◆ **INFORMATION**:
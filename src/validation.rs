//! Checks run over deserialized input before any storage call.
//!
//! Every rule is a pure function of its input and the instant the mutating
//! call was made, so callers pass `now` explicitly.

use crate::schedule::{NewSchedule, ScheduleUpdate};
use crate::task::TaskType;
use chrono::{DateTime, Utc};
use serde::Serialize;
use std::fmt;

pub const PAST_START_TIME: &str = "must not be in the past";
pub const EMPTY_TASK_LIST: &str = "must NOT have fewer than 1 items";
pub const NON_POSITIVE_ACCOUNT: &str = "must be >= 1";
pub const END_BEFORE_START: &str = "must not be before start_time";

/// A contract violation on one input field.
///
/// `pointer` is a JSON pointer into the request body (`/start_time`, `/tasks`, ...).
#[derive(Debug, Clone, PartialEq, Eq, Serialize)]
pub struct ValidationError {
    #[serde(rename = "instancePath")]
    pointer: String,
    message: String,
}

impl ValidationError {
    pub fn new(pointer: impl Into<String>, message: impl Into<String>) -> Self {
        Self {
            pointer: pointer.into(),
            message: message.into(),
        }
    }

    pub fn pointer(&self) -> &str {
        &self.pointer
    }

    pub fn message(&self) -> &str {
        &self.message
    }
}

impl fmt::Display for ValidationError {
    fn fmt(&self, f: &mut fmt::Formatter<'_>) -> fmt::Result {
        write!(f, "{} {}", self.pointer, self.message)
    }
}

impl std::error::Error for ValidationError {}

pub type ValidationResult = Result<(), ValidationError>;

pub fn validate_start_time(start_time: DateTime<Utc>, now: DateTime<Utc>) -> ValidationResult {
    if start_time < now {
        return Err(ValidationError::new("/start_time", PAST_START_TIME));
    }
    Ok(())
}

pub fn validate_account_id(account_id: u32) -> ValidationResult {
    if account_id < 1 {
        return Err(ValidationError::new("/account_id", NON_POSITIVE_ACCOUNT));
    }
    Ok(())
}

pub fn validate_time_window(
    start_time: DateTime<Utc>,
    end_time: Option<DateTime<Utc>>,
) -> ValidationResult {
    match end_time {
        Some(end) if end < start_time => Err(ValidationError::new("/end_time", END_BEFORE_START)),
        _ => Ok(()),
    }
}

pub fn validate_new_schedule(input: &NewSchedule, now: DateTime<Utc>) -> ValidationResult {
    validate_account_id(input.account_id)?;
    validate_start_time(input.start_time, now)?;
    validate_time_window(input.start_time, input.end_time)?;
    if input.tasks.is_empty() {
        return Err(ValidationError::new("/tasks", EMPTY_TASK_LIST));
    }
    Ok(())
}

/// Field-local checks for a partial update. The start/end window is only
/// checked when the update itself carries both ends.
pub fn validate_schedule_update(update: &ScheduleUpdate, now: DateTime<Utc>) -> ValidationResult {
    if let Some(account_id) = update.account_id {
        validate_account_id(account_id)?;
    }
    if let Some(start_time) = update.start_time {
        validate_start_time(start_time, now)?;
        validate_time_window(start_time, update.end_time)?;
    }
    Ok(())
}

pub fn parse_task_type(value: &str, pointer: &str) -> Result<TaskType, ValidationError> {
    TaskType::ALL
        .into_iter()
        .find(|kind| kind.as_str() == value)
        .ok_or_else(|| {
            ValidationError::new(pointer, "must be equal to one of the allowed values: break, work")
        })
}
==
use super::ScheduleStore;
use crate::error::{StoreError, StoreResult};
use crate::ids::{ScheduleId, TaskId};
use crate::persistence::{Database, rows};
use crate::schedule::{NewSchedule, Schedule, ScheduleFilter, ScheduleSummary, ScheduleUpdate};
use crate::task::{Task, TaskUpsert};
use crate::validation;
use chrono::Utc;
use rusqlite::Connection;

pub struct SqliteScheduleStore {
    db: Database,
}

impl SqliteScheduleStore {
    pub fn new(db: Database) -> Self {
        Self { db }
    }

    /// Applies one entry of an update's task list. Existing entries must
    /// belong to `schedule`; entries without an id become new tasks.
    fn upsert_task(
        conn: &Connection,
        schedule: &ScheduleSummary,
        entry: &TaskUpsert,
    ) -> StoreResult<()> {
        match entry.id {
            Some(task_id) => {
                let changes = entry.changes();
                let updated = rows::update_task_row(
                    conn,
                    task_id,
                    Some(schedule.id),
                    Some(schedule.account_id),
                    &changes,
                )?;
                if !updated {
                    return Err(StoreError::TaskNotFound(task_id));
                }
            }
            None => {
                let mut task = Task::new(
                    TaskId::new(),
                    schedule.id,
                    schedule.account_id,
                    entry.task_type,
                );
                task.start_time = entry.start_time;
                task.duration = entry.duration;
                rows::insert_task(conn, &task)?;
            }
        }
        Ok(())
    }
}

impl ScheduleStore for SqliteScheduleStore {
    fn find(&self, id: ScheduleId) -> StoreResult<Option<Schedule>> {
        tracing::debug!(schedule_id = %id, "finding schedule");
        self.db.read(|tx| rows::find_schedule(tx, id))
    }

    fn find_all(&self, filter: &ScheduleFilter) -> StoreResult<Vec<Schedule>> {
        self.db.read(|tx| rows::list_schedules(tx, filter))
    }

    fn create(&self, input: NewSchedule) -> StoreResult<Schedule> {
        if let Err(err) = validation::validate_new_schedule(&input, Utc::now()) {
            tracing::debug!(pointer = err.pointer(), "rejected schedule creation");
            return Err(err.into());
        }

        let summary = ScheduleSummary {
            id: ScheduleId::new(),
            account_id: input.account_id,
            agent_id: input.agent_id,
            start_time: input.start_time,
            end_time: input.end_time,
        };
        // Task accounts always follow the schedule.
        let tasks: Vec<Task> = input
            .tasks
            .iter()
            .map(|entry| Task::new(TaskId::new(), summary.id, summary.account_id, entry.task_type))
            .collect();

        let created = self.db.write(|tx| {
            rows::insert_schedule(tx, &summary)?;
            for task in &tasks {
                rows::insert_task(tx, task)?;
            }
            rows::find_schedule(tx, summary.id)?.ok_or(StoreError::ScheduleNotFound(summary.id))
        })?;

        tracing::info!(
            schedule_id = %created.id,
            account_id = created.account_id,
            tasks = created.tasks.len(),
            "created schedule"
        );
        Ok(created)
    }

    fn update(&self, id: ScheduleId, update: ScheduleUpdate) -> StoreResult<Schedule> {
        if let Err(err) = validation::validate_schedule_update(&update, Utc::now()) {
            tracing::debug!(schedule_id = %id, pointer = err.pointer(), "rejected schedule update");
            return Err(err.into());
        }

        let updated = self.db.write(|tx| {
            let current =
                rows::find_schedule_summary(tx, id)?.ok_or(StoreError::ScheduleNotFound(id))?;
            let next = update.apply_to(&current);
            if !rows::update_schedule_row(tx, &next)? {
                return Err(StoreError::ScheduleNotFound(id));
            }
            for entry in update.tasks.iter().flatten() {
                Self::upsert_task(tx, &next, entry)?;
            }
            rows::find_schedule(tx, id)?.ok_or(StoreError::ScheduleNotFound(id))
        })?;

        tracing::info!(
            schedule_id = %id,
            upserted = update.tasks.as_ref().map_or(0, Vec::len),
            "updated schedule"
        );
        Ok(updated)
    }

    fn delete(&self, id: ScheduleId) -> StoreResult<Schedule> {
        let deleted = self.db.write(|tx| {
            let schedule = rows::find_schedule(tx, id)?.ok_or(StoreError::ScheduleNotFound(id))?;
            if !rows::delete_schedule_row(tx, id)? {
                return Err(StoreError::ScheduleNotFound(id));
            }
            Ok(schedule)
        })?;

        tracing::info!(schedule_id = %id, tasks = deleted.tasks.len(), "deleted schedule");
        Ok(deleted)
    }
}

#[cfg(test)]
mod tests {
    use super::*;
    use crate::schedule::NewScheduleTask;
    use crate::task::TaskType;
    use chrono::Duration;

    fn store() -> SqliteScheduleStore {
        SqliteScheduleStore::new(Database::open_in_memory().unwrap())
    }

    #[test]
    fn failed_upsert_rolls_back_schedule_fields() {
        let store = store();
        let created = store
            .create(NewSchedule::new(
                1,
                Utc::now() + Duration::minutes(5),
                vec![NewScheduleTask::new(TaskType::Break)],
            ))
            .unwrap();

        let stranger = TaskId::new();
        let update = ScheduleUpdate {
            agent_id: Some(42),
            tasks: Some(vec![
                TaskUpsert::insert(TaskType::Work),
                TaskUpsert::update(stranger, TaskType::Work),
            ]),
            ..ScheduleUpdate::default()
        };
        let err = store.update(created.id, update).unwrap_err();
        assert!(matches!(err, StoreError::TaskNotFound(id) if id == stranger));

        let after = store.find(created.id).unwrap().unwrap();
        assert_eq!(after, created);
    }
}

◆ **WORK REQUIRED**:
Show each line from the listing above that includes the word "String".

◆ **YOUR SOLUTION**:
    pointer: String,
    message: String,
    pub fn new(pointer: impl Into<String>, message: impl Into<String>) -> Self {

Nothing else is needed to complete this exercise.